1) Identify the channel that has the most noise and either use gaussian blur or one of the noise filters (like dust and scratches) to blur that one channel. Many times the noisest channel is the blue channel, but not always. This is usually preferable to blurring all three channels

2) I've had mixed results with this method but you can try it: Convert your image to Lab Color Mode (Image>Convert to profile>Lab Color) Apply a gaussian blur to the A and B channels (try 1.5 pixels to start) Be sure to leave the Luminosity channel alone. Convert back to RGB.

Again, nothing that I'm aware of in Photoshop can touch NeatImage. Give it a look. Good luck!

Jean-Baptiste Queru , Jan 12, 2005; 11:50 a.m.

Typically, I'll select the areas of plain color on which I want to reduce grain, with some margins around (reduce selection by a few pixels), then apply a 2-pixel median filter followed by a small gaussian blur.

On the whole image, a 1-pixel median filter is usually enough for my taste.

Those aren't advanced tools, though, and they are probably not able to provide results as good as specialized solutions.

Steve Dunn , Jan 12, 2005; 02:13 p.m.

It may depend on what version of Photoshop you're using.

In my old copy of Photoshop LE 4.0, I used to use despeckle (sometimes multiple times on backgrounds, but no more than once on the subject since it tends to remove actual details as well as noise) and, for backgrounds that should be blurry, Gaussian blur. I was never truly happy with the results.

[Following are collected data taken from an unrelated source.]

//! Unit tests for the hotel creation pipeline.
//!
//! Collaborators are mockall doubles so each test states exactly which
//! storage calls may happen.

use std::sync::Arc;
use std::time::Duration;

use async_trait::async_trait;
use base64::Engine as _;
use base64::engine::general_purpose::URL_SAFE_NO_PAD;
use bytes::Bytes;
use chrono::{DateTime, TimeZone, Utc};
use mockable::{Clock, MockClock};
use rstest::{fixture, rstest};
use serde_json::Value;

use super::{HotelCreationConfig, HotelCreationServiceImpl};
use crate::domain::ports::{
    AssetReference, AssetStore, AssetStoreError, Attachment, CreateHotelRequest,
    EventPublishError, GatewayVerified, HotelCreationService, HotelFormFields,
    HotelRepositoryError, MockAssetStore, MockEventPublisher, MockHotelRepository,
    MockTokenVerifier, TokenVerificationError, TokenVerifier,
};
use crate::domain::{AssetKey, ErrorCode};

const TOPIC: &str = "arn:aws:sns:eu-west-1:000000000000:hotel-created";
const OWNER: &str = "user-123";

type Service = HotelCreationServiceImpl<MockAssetStore, MockHotelRepository, MockEventPublisher>;

fn token(payload: &str) -> String {
    format!("e30.{}.c2ln", URL_SAFE_NO_PAD.encode(payload))
}

fn admin_token() -> String {
    token(&format!(r#"{{"sub":"{OWNER}","cognito:groups":["Admin"]}}"#))
}

fn published_at() -> DateTime<Utc> {
    Utc.with_ymd_and_hms(2026, 5, 4, 9, 15, 0)
        .single()
        .expect("valid fixture timestamp")
}

fn fixture_clock() -> Arc<dyn Clock> {
    let mut clock = MockClock::new();
    clock.expect_utc().return_const(published_at());
    Arc::new(clock)
}

#[fixture]
fn request() -> CreateHotelRequest {
    CreateHotelRequest {
        fields: HotelFormFields {
            name: Some("Grand".to_owned()),
            city: Some("Paris".to_owned()),
            rating: Some("4".to_owned()),
            price: Some("200".to_owned()),
            user_id: Some(OWNER.to_owned()),
        },
        id_token: Some(admin_token()),
        attachment: Some(Attachment {
            file_name: "grand.jpg".to_owned(),
            content_type: Some("image/jpeg".to_owned()),
            data: Bytes::from_static(b"\xff\xd8\xff"),
        }),
    }
}

fn reference(key: &AssetKey) -> AssetReference {
    AssetReference {
        container: "hotel-images".to_owned(),
        key: key.clone(),
        version: None,
    }
}

fn make_service(
    assets: MockAssetStore,
    hotels: MockHotelRepository,
    events: MockEventPublisher,
) -> Service {
    make_service_with_verifier(assets, hotels, events, Arc::new(GatewayVerified))
}

fn make_service_with_verifier(
    assets: MockAssetStore,
    hotels: MockHotelRepository,
    events: MockEventPublisher,
    verifier: Arc<dyn TokenVerifier>,
) -> Service {
    HotelCreationServiceImpl::new(
        Arc::new(assets),
        Arc::new(hotels),
        Arc::new(events),
        verifier,
        fixture_clock(),
        HotelCreationConfig::new(TOPIC),
    )
}

fn untouched_collaborators() -> (MockAssetStore, MockHotelRepository, MockEventPublisher) {
    let mut assets = MockAssetStore::new();
    assets.expect_put().never();
    let mut hotels = MockHotelRepository::new();
    hotels.expect_save().never();
    let mut events = MockEventPublisher::new();
    events.expect_publish().never();
    (assets, hotels, events)
}

fn accepting_assets() -> MockAssetStore {
    let mut assets = MockAssetStore::new();
    assets
        .expect_put()
        .withf(|key, data| key.as_ref() == "grand.jpg" && data.len() == 3)
        .times(1)
        .returning(|key, _| Ok(reference(key)));
    assets
}

#[rstest]
#[tokio::test]
async fn creates_hotel_and_publishes_event(request: CreateHotelRequest) {
    let mut hotels = MockHotelRepository::new();
    hotels
        .expect_save()
        .withf(|hotel| hotel.owner().as_ref() == OWNER && hotel.rating().value() == 4)
        .times(1)
        .returning(|_| Ok(()));
    let mut events = MockEventPublisher::new();
    events
        .expect_publish()
        .withf(|topic, payload| {
            let value: Value = serde_json::from_str(payload).expect("event is JSON");
            topic == TOPIC
                && value["createdAt"] == "2026-05-04T09:15:00Z"
                && value["fileName"] == "grand.jpg"
                && value["userId"] == OWNER
        })
        .times(1)
        .returning(|_, _| Ok(()));

    let service = make_service(accepting_assets(), hotels, events);
    let created = service.create(request).await.expect("creation succeeds");

    assert!(created.event_published);
    assert_eq!(created.hotel.owner().as_ref(), OWNER);
    assert_eq!(created.hotel.price().value(), 200);
    assert_eq!(created.hotel.file_name().as_ref(), "grand.jpg");
}

#[rstest]
#[case(r#"{"sub":"user-123","cognito:groups":["Editors"]}"#)]
#[case(r#"{"sub":"user-123","cognito:groups":"admin"}"#)]
#[case(r#"{"sub":"user-123"}"#)]
#[tokio::test]
async fn non_admin_callers_stop_before_any_storage_call(
    mut request: CreateHotelRequest,
    #[case] payload: &str,
) {
    request.id_token = Some(token(payload));
    let (assets, hotels, events) = untouched_collaborators();
    let service = make_service(assets, hotels, events);

    let err = service.create(request).await.expect_err("must be rejected");

    assert_eq!(err.code(), ErrorCode::Unauthorized);
}

#[rstest]
#[case(None)]
#[case(Some("   "))]
#[case(Some("not-a-token"))]
#[tokio::test]
async fn missing_or_undecodable_tokens_are_unauthorised(
    mut request: CreateHotelRequest,
    #[case] id_token: Option<&str>,
) {
    request.id_token = id_token.map(str::to_owned);
    let (assets, hotels, events) = untouched_collaborators();
    let service = make_service(assets, hotels, events);

    let err = service.create(request).await.expect_err("must be rejected");

    assert_eq!(err.code(), ErrorCode::Unauthorized);
}

#[rstest]
#[tokio::test]
async fn verifier_rejection_is_unauthorised(request: CreateHotelRequest) {
    let mut verifier = MockTokenVerifier::new();
    verifier
        .expect_verify()
        .times(1)
        .returning(|_| Err(TokenVerificationError::bad_signature()));
    let (assets, hotels, events) = untouched_collaborators();
    let service = make_service_with_verifier(assets, hotels, events, Arc::new(verifier));

    let err = service.create(request).await.expect_err("must be rejected");

    assert_eq!(err.code(), ErrorCode::Unauthorized);
    assert_eq!(err.message(), "idToken failed verification");
}

#[rstest]
#[tokio::test]
async fn submitted_user_must_match_token_subject(mut request: CreateHotelRequest) {
    request.fields.user_id = Some("someone-else".to_owned());
    let (assets, hotels, events) = untouched_collaborators();
    let service = make_service(assets, hotels, events);

    let err = service.create(request).await.expect_err("must be rejected");

    assert_eq!(err.code(), ErrorCode::Unauthorized);
}

#[rstest]
#[tokio::test]
async fn owner_defaults_to_token_subject_when_user_id_is_omitted(
    mut request: CreateHotelRequest,
) {
    request.fields.user_id = None;
    let mut hotels = MockHotelRepository::new();
    hotels.expect_save().times(1).returning(|_| Ok(()));
    let mut events = MockEventPublisher::new();
    events.expect_publish().times(1).returning(|_, _| Ok(()));
    let service = make_service(accepting_assets(), hotels, events);

    let created = service.create(request).await.expect("creation succeeds");

    assert_eq!(created.hotel.owner().as_ref(), OWNER);
}

#[rstest]
#[case::rating_text("hotelRating", "four")]
#[case::rating_out_of_range("hotelRating", "9")]
#[case::price_text("hotelPrice", "cheap")]
#[case::price_negative("hotelPrice", "-10")]
#[tokio::test]
async fn invalid_numbers_fail_before_storage(
    mut request: CreateHotelRequest,
    #[case] field: &str,
    #[case] value: &str,
) {
    match field {
        "hotelRating" => request.fields.rating = Some(value.to_owned()),
        _ => request.fields.price = Some(value.to_owned()),
    }
    let (assets, hotels, events) = untouched_collaborators();
    let service = make_service(assets, hotels, events);

    let err = service.create(request).await.expect_err("must be rejected");

    assert_eq!(err.code(), ErrorCode::InvalidRequest);
    assert_eq!(
        err.details().and_then(|details| details["field"].as_str()),
        Some(field)
    );
}

#[rstest]
#[tokio::test]
async fn missing_field_is_reported_by_name(mut request: CreateHotelRequest) {
    request.fields.city = None;
    let (assets, hotels, events) = untouched_collaborators();
    let service = make_service(assets, hotels, events);

    let err = service.create(request).await.expect_err("must be rejected");

    assert_eq!(err.message(), "hotelCity is required");
}

#[rstest]
#[tokio::test]
async fn missing_attachment_fails_without_storage_calls(mut request: CreateHotelRequest) {
    request.attachment = None;
    let (assets, hotels, events) = untouched_collaborators();
    let service = make_service(assets, hotels, events);

    let err = service.create(request).await.expect_err("must be rejected");

    assert_eq!(err.code(), ErrorCode::InvalidRequest);
}

#[rstest]
#[tokio::test]
async fn path_like_file_names_are_rejected(mut request: CreateHotelRequest) {
    if let Some(attachment) = request.attachment.as_mut() {
        attachment.file_name = "../escape.jpg".to_owned();
    }
    let (assets, hotels, events) = untouched_collaborators();
    let service = make_service(assets, hotels, events);

    let err = service.create(request).await.expect_err("must be rejected");

    assert_eq!(err.code(), ErrorCode::InvalidRequest);
}

#[rstest]
#[tokio::test]
async fn asset_failure_creates_no_record(request: CreateHotelRequest) {
    let mut assets = MockAssetStore::new();
    assets
        .expect_put()
        .times(1)
        .returning(|_, _| Err(AssetStoreError::rejected("AccessDenied")));
    let (_, hotels, events) = untouched_collaborators();
    let service = make_service(assets, hotels, events);

    let err = service.create(request).await.expect_err("must fail");

    assert_eq!(err.code(), ErrorCode::BadGateway);
    assert!(!err.message().contains("AccessDenied"));
}

#[rstest]
#[tokio::test]
async fn persistence_failure_orphans_the_uploaded_asset(request: CreateHotelRequest) {
    let mut hotels = MockHotelRepository::new();
    hotels
        .expect_save()
        .times(1)
        .returning(|_| Err(HotelRepositoryError::query("throttled")));
    let mut events = MockEventPublisher::new();
    events.expect_publish().never();
    // The upload happens exactly once and is not rolled back.
    let service = make_service(accepting_assets(), hotels, events);

    let err = service.create(request).await.expect_err("must fail");

    assert_eq!(err.code(), ErrorCode::BadGateway);
}

#[rstest]
#[tokio::test]
async fn publish_failure_still_succeeds(request: CreateHotelRequest) {
    let mut hotels = MockHotelRepository::new();
    hotels.expect_save().times(1).returning(|_| Ok(()));
    let mut events = MockEventPublisher::new();
    events
        .expect_publish()
        .times(1)
        .returning(|_, _| Err(EventPublishError::unavailable("topic deleted")));
    let service = make_service(accepting_assets(), hotels, events);

    let created = service.create(request).await.expect("best-effort publish");

    assert!(!created.event_published);
}

#[rstest]
#[tokio::test]
async fn repeated_submissions_create_distinct_records(request: CreateHotelRequest) {
    let mut assets = MockAssetStore::new();
    assets
        .expect_put()
        .times(2)
        .returning(|key, _| Ok(reference(key)));
    let mut hotels = MockHotelRepository::new();
    hotels.expect_save().times(2).returning(|_| Ok(()));
    let mut events = MockEventPublisher::new();
    events.expect_publish().times(2).returning(|_, _| Ok(()));
    let service = make_service(assets, hotels, events);

    let first = service.create(request.clone()).await.expect("first");
    let second = service.create(request).await.expect("second");

    assert_ne!(first.hotel.id(), second.hotel.id());
}

struct StalledAssetStore;

#[async_trait]
impl AssetStore for StalledAssetStore {
    async fn put(&self, key: &AssetKey, _data: Bytes) -> Result<AssetReference, AssetStoreError> {
        tokio::time::sleep(Duration::from_secs(30)).await;
        Ok(reference(key))
    }
}

#[rstest]
#[tokio::test]
async fn stalled_upload_times_out(request: CreateHotelRequest) {
    let (_, hotels, events) = untouched_collaborators();
    let service = HotelCreationServiceImpl::new(
        Arc::new(StalledAssetStore),
        Arc::new(hotels),
        Arc::new(events),
        Arc::new(GatewayVerified),
        fixture_clock(),
        HotelCreationConfig::new(TOPIC).with_call_timeout(Duration::from_millis(20)),
    );

    let err = service.create(request).await.expect_err("must time out");

    assert_eq!(err.code(), ErrorCode::GatewayTimeout);
}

Photoshop Elements 3.0 has a noise removal tool built in. It's not perfect, and I'm sure Noise Ninja et al. do a better job, but at least Elements' tool is configurable, unlike the despeckle tool. So far, I've only used it on film scans (2720 dpi) from 400UC and NPH, but I've been reasonably pleased with the results. And I can still use despeckle and/or Gaussian blur as needed.

I don't know for sure but I wouldn't be at all surprised if recent versions of the full Photoshop product include the noise removal tool as well. If your version of Photoshop has this tool, give it a shot and see how it works; you've already paid for it and it may do the job. If you're not happy, or if you want to try out the competition, Noise Ninja et al. have free trials you can download from their Web sites so you can determine if they're worth the money for your particular application.